The call for innovation
As the debate over the costs and benefits of imaging technology continues, some voices are calling for increased innovation as the key to striking a balance between cost and quality.
"Innovation will be a savior of medicine," Khatib says. "Promoting innovation, promoting that environment where innovation thrives is going to be a key factor in a successful planning and implementation of all of these wonderful ideas such as early detection."
Many hospitals and practices are pinning their hopes on teleradiology to drive down costs while maintaining—or even improving—quality and patient and physician satisfaction.
By day, Slimmer's practice offers remote coverage to small and rural hospitals that have difficulty recruiting specialists, struggle with high turnover rates, or don't have enough resources for total coverage and areas without multispecialty practices. Eagle also loans out radiologists to serve on-site. By night and on weekends they contract out to a national radiology practice, Virtual Radiologic.
The hybrid tactic is unusual, but it vastly improves access, throughput, and quality while reducing costs, he says.

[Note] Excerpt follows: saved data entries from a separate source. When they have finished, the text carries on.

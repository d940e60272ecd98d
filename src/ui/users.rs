//! Users panel: table filled by the one-shot fetch

use super::theme::Palette;
use crate::state::{FetchList, FetchStatus, Panel};
use ratatui::{
    layout::{Constraint, Rect},
    style::Modifier,
    widgets::{Cell, Row, Table, TableState},
    Frame,
};

pub fn draw(frame: &mut Frame, area: Rect, users: &FetchList, is_focused: bool, palette: &Palette) {
    let title = match users.status() {
        FetchStatus::Idle | FetchStatus::Loaded => Panel::Users.title().to_string(),
        FetchStatus::Loading => format!("{} (loading…)", Panel::Users.title()),
        FetchStatus::Failed(_) => format!("{} (unavailable)", Panel::Users.title()),
    };

    let header = Row::new(vec![Cell::from("Name"), Cell::from("Email")])
        .style(palette.title().add_modifier(Modifier::UNDERLINED));

    let rows: Vec<Row> = users
        .users()
        .iter()
        .map(|user| Row::new(vec![Cell::from(user.name.clone()), Cell::from(user.email.clone())]))
        .collect();

    let table = Table::new(rows, [Constraint::Percentage(40), Constraint::Percentage(60)])
        .header(header)
        .block(palette.panel_block(&title, is_focused))
        .style(palette.base())
        .row_highlight_style(palette.accent().add_modifier(Modifier::REVERSED));

    let selected = (is_focused && !users.users().is_empty()).then_some(users.selected_index());
    let mut table_state = TableState::default().with_selected(selected);
    frame.render_stateful_widget(table, area, &mut table_state);
}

"All of the radiology imaging is being processed by all of our doctors at the same time," Slimmer says. "It's really efficient for them, because they in essence have multiple doctors looking at their facility's studies, drastically reducing their turnaround times."
When first developing the business model, Slimmer and his partner debated whether to hire a picture archiving and communications system administrator and maintain the digital images and data themselves. Instead, they partnered with Virtual Radiologic to manage some of the more high-cost and high-risk aspects, using their staff, infrastructure, equipment, and operations center to augment their own services to their hospital customers.
One hospital, for example, had a 36-hour turnaround time for results. Now it's four hours. Those kinds of improvements can lead to better patient and physician satisfaction and, in turn, more referrals.
Teleradiology "does tap the technology in appropriate ways. It's a very good example of how you can truly utilize technology to have best outcomes," says Khatib. Using teleradiology services facilitates what he calls the art of responding to a turbulent healthcare environment in terms of volume fluctuations, response times, accuracy, access to appropriate specialties and modalities and technology and innovation.
There's a fine line between balancing costs and quality—but the key to finding that balance is to always consider the patient's best interest, Khatib says. "Quality and cost-effective care should be defined by evidence-based outcomes. Quality patient care is at the center of every decision we make."